### EXERCISE OBJECTIVE:
If a line comes after the one containing "are generated procedurally", leave it out; copy every line before it, and that line too, exactly as written, starting from the first line of the entries.

### MATERIAL SUPPLIED:
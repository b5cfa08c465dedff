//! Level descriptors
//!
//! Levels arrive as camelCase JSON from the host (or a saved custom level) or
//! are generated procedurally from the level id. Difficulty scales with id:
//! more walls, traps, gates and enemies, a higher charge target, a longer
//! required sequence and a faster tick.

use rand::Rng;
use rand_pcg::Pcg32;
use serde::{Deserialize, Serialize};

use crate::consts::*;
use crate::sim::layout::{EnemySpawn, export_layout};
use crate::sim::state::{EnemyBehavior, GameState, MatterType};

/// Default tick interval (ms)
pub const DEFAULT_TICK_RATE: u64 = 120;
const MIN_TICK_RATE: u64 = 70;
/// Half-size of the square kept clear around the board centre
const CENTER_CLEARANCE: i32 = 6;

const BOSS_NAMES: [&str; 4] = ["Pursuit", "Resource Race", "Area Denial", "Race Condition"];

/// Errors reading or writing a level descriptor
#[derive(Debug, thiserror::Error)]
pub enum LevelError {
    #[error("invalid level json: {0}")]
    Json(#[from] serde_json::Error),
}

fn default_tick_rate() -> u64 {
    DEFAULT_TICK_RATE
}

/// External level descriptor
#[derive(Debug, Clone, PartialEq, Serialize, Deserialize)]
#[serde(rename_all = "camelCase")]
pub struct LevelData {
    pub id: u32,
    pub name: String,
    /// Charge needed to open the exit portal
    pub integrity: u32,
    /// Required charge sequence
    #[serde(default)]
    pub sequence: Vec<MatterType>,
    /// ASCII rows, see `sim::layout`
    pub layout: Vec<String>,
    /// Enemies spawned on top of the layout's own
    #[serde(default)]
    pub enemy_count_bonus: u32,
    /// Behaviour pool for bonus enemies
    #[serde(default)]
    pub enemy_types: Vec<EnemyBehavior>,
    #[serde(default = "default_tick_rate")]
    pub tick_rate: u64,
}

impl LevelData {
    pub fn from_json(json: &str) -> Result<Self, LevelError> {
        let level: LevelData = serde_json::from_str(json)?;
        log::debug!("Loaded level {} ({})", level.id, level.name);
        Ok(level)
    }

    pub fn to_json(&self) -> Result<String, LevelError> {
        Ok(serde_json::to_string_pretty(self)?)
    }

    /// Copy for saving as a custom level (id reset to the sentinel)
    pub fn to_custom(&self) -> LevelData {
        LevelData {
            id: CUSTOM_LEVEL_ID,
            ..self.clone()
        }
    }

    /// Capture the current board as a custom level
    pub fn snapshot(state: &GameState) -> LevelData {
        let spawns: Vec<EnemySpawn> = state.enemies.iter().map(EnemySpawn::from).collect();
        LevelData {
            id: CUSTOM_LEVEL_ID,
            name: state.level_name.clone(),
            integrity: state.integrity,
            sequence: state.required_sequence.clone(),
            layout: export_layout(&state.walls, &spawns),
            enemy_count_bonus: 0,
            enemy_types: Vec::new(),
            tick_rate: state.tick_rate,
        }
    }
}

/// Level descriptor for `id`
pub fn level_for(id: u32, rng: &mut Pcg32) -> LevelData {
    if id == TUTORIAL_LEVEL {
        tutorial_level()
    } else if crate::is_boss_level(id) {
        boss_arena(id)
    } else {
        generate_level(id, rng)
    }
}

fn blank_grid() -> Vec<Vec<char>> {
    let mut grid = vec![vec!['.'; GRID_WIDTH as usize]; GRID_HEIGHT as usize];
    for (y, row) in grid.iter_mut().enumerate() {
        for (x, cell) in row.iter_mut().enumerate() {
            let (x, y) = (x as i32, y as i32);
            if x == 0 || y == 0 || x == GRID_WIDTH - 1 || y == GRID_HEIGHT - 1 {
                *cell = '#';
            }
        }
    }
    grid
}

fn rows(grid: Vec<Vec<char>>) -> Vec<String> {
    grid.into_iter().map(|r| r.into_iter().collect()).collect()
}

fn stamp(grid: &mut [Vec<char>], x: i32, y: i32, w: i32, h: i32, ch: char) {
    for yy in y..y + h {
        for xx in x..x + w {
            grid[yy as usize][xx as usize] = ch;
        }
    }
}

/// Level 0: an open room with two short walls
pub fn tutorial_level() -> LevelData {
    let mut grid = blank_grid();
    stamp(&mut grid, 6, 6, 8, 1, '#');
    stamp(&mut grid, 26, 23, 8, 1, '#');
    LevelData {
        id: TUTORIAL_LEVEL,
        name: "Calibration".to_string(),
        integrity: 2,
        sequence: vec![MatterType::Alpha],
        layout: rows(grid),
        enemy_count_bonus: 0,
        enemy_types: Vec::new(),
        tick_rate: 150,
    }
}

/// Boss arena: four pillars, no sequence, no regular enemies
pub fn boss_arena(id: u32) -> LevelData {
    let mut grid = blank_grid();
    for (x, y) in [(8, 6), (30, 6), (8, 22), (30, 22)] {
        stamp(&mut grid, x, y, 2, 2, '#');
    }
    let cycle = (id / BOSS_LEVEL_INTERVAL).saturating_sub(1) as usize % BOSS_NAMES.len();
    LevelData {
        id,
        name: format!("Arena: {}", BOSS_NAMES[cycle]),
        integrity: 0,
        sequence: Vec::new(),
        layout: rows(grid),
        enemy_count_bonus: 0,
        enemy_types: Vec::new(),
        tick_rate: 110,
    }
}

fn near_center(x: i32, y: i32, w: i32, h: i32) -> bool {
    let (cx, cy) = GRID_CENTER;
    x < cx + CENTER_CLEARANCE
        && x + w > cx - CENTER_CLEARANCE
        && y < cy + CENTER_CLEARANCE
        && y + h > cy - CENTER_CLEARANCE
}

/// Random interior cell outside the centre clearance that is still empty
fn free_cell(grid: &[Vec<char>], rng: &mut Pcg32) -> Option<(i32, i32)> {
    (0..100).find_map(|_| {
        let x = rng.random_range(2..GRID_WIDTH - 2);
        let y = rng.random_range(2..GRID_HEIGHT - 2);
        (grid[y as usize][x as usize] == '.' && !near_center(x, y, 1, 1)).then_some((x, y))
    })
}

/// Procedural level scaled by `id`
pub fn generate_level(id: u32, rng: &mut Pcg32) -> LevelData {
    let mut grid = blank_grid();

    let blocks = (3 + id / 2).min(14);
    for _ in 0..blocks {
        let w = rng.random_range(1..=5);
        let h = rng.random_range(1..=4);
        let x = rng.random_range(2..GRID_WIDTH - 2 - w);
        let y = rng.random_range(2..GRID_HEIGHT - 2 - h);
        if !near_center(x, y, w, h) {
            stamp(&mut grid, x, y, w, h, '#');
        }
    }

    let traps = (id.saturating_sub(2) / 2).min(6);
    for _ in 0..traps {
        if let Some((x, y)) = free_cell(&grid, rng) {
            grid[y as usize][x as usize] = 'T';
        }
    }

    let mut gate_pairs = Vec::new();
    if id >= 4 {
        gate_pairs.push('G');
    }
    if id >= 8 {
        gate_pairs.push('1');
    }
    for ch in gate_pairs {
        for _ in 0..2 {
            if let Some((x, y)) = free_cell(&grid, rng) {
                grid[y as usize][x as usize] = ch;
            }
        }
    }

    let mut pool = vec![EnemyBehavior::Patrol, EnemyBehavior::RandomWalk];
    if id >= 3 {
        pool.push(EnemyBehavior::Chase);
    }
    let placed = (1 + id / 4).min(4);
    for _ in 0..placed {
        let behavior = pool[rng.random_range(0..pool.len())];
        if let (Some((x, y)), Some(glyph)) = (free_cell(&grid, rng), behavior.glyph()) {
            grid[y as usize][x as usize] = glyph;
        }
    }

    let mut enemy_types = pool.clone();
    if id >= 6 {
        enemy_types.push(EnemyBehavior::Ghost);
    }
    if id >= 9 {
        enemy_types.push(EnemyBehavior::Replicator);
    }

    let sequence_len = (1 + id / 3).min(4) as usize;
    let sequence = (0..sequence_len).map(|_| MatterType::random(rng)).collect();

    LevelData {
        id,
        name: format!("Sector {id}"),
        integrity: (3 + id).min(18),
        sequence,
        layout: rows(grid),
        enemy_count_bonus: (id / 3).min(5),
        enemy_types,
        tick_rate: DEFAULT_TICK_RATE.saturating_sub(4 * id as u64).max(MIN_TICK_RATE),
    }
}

### TASK OUTPUT:
repository b5cfa08c465dedff
//! Level descriptors
//!
//! Levels arrive as camelCase JSON from the host (or a saved custom level) or
//! are generated procedurally from the level id. Difficulty scales with id:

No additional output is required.